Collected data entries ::
*-*-*
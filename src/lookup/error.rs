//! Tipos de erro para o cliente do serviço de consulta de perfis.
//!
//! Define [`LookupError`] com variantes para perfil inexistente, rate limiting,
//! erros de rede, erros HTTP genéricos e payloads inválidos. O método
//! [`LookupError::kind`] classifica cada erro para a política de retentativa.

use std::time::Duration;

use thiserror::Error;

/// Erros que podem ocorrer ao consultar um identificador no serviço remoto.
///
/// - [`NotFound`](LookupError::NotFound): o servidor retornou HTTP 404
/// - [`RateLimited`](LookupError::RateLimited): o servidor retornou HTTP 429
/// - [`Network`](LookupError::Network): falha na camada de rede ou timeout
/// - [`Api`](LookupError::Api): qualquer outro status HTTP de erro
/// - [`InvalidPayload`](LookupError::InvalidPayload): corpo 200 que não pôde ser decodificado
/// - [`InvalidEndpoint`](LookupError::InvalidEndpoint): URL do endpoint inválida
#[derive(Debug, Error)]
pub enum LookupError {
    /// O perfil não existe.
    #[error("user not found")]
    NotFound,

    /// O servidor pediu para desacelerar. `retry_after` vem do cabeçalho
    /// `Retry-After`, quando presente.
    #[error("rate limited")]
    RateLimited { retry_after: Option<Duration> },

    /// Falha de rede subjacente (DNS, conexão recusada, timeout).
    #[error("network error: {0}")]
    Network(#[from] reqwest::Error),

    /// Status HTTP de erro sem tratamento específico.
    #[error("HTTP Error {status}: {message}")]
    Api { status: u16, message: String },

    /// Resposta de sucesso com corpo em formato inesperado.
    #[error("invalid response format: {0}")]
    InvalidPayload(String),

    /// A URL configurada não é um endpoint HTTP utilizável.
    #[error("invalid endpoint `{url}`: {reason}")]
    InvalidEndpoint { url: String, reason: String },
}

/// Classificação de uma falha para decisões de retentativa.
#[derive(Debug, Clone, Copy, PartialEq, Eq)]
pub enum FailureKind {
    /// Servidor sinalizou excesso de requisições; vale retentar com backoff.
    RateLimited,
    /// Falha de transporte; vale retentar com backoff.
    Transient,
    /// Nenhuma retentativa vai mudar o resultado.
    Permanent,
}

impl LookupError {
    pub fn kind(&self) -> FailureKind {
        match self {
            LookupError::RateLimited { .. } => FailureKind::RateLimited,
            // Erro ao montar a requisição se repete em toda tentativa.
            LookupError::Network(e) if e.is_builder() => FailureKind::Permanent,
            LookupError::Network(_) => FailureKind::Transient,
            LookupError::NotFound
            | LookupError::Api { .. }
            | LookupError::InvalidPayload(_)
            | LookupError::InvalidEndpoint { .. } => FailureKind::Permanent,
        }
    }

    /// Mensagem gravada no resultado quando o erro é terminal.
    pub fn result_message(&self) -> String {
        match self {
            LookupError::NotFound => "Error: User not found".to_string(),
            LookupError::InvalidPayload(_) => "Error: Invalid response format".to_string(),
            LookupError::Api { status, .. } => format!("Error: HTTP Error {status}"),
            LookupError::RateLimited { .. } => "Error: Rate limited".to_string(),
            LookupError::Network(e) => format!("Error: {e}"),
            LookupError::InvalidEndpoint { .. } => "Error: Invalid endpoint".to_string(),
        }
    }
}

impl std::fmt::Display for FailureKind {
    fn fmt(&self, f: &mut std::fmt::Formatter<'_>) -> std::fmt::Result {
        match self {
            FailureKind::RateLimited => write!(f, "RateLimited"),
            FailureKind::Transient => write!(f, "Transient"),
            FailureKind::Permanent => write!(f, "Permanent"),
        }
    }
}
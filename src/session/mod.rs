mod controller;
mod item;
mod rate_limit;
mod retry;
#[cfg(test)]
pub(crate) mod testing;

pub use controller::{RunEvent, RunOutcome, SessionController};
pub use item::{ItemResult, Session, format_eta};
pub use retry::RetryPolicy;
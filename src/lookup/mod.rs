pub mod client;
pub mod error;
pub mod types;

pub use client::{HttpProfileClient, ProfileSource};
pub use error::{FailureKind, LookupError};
*-*-*
Which lines above include the word "retentativa"? Return each one.

//! [`LookupError::kind`] classifica cada erro para a política de retentativa.
/// Classificação de uma falha para decisões de retentativa.
    /// Nenhuma retentativa vai mudar o resultado.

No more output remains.